*** DATA SUPPLIED Section Begins ***

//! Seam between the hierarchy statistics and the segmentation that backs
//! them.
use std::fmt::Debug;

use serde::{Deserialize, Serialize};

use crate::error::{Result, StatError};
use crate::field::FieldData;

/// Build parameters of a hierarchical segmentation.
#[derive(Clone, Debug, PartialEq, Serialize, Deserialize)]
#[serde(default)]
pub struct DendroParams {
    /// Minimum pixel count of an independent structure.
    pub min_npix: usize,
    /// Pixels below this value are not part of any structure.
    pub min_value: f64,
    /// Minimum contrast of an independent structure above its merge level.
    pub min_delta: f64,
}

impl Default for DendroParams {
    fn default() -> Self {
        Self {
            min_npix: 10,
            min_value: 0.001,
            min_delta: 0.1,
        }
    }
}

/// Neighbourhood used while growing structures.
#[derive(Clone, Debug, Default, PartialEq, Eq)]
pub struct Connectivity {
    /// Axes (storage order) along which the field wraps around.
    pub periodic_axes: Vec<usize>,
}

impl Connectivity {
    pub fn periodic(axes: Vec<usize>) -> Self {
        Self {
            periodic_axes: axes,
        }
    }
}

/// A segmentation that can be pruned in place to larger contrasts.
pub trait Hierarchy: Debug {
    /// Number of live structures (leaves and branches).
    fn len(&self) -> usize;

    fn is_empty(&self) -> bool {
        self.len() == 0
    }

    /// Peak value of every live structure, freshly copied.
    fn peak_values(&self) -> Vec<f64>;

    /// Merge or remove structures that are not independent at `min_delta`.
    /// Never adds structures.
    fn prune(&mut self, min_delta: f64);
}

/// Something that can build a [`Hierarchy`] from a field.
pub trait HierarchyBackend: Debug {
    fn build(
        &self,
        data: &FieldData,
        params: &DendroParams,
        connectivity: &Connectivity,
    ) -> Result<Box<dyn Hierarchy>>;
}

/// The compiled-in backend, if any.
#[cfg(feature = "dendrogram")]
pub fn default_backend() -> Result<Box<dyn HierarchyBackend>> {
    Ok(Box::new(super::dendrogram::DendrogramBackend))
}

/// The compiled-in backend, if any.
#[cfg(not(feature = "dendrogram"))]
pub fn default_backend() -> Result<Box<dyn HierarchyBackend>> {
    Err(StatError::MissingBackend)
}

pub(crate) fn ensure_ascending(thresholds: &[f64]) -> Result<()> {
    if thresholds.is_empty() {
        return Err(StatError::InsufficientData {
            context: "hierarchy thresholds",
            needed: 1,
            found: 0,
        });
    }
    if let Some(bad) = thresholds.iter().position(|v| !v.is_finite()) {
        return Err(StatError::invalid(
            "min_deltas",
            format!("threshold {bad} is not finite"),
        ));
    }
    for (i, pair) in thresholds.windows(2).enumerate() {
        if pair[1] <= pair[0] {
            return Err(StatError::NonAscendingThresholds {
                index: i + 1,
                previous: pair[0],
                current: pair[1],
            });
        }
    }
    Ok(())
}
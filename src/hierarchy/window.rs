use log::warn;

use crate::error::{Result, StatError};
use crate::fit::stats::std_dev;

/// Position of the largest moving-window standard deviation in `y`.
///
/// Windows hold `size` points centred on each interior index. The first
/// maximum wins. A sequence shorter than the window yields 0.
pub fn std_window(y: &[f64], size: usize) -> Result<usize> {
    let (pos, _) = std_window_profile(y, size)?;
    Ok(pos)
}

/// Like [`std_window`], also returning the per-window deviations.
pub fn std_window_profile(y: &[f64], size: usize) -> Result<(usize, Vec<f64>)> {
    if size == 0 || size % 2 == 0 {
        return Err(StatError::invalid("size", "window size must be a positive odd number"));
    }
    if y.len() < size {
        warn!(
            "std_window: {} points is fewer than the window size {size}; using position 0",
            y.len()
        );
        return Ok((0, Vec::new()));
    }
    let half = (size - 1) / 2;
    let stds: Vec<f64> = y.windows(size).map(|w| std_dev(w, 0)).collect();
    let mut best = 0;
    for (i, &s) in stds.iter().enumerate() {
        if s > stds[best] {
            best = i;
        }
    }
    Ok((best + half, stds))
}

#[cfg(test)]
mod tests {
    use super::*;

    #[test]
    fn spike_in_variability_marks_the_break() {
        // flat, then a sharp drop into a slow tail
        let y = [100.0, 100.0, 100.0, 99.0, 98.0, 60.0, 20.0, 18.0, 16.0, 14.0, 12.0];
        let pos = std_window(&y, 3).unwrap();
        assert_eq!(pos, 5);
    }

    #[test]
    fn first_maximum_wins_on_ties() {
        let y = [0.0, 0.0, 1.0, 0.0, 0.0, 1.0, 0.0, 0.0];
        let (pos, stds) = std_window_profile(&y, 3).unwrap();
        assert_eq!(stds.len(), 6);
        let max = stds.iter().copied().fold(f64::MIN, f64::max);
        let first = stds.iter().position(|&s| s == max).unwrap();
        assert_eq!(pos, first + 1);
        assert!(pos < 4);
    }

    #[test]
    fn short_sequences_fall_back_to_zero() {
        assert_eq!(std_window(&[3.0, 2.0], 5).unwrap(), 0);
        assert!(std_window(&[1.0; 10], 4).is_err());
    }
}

*** DATA SUPPLIED Section Ends ***

Transcribe each entry exactly.

//! Seam between the hierarchy statistics and the segmentation that backs
//! them.
use std::fmt::Debug;

use serde::{Deserialize, Serialize};

use crate::error::{Result, StatError};
use crate::field::FieldData;

/// Build parameters of a hierarchical segmentation.
#[derive(Clone, Debug, PartialEq, Serialize, Deserialize)]
#[serde(default)]
pub struct DendroParams {
    /// Minimum pixel count of an independent structure.
    pub min_npix: usize,
    /// Pixels below this value are not part of any structure.
    pub min_value: f64,
    /// Minimum contrast of an independent structure above its merge level.
    pub min_delta: f64,
}

impl Default for DendroParams {
    fn default() -> Self {
        Self {
            min_npix: 10,
            min_value: 0.001,
            min_delta: 0.1,
        }
    }
}

/// Neighbourhood used while growing structures.
#[derive(Clone, Debug, Default, PartialEq, Eq)]
pub struct Connectivity {
    /// Axes (storage order) along which the field wraps around.
    pub periodic_axes: Vec<usize>,
}

impl Connectivity {
    pub fn periodic(axes: Vec<usize>) -> Self {
        Self {
            periodic_axes: axes,
        }
    }
}

/// A segmentation that can be pruned in place to larger contrasts.
pub trait Hierarchy: Debug {
    /// Number of live structures (leaves and branches).
    fn len(&self) -> usize;

    fn is_empty(&self) -> bool {
        self.len() == 0
    }

    /// Peak value of every live structure, freshly copied.
    fn peak_values(&self) -> Vec<f64>;

    /// Merge or remove structures that are not independent at `min_delta`.
    /// Never adds structures.
    fn prune(&mut self, min_delta: f64);
}

/// Something that can build a [`Hierarchy`] from a field.
pub trait HierarchyBackend: Debug {
    fn build(
        &self,
        data: &FieldData,
        params: &DendroParams,
        connectivity: &Connectivity,
    ) -> Result<Box<dyn Hierarchy>>;
}

/// The compiled-in backend, if any.
#[cfg(feature = "dendrogram")]
pub fn default_backend() -> Result<Box<dyn HierarchyBackend>> {
    Ok(Box::new(super::dendrogram::DendrogramBackend))
}

/// The compiled-in backend, if any.
#[cfg(not(feature = "dendrogram"))]
pub fn default_backend() -> Result<Box<dyn HierarchyBackend>> {
    Err(StatError::MissingBackend)
}

pub(crate) fn ensure_ascending(thresholds: &[f64]) -> Result<()> {
    if thresholds.is_empty() {
        return Err(StatError::InsufficientData {
            context: "hierarchy thresholds",
            needed: 1,
            found: 0,
        });
    }
    if let Some(bad) = thresholds.iter().position(|v| !v.is_finite()) {
        return Err(StatError::invalid(
            "min_deltas",
            format!("threshold {bad} is not finite"),
        ));
    }
    for (i, pair) in thresholds.windows(2).enumerate() {
        if pair[1] <= pair[0] {
            return Err(StatError::NonAscendingThresholds {
                index: i + 1,
                previous: pair[0],
                current: pair[1],
            });
        }
    }
    Ok(())
}
filename src/hierarchy/window.rs
use log::warn;

use crate::error::{Result, StatError};
use crate::fit::stats::std_dev;

/// Position of the largest moving-window standard deviation in `y`.
///
/// Windows hold `size` points centred on each interior index. The first
/// maximum wins. A sequence shorter than the window yields 0.
pub fn std_window(y: &[f64], size: usize) -> Result<usize> {
    let (pos, _) = std_window_profile(y, size)?;
    Ok(pos)
}

/// Like [`std_window`], also returning the per-window deviations.
pub fn std_window_profile(y: &[f64], size: usize) -> Result<(usize, Vec<f64>)> {
    if size == 0 || size % 2 == 0 {
        return Err(StatError::invalid("size", "window size must be a positive odd number"));
    }
    if y.len() < size {
        warn!(
            "std_window: {} points is fewer than the window size {size}; using position 0",
            y.len()
        );
        return Ok((0, Vec::new()));
    }
    let half = (size - 1) / 2;
    let stds: Vec<f64> = y.windows(size).map(|w| std_dev(w, 0)).collect();
    let mut best = 0;
    for (i, &s) in stds.iter().enumerate() {
        if s > stds[best] {
            best = i;
        }
    }
    Ok((best + half, stds))
}

#[cfg(test)]
mod tests {
    use super::*;

    #[test]
    fn spike_in_variability_marks_the_break() {
        // flat, then a sharp drop into a slow tail
        let y = [100.0, 100.0, 100.0, 99.0, 98.0, 60.0, 20.0, 18.0, 16.0, 14.0, 12.0];
        let pos = std_window(&y, 3).unwrap();
        assert_eq!(pos, 5);
    }

    #[test]
    fn first_maximum_wins_on_ties() {
        let y = [0.0, 0.0, 1.0, 0.0, 0.0, 1.0, 0.0, 0.0];
        let (pos, stds) = std_window_profile(&y, 3).unwrap();
        assert_eq!(stds.len(), 6);
        let max = stds.iter().copied().fold(f64::MIN, f64::max);
        let first = stds.iter().position(|&s| s == max).unwrap();
        assert_eq!(pos, first + 1);
        assert!(pos < 4);
    }

    #[test]
    fn short_sequences_fall_back_to_zero() {
        assert_eq!(std_window(&[3.0, 2.0], 5).unwrap(), 0);
        assert!(std_window(&[1.0; 10], 4).is_err());
    }
}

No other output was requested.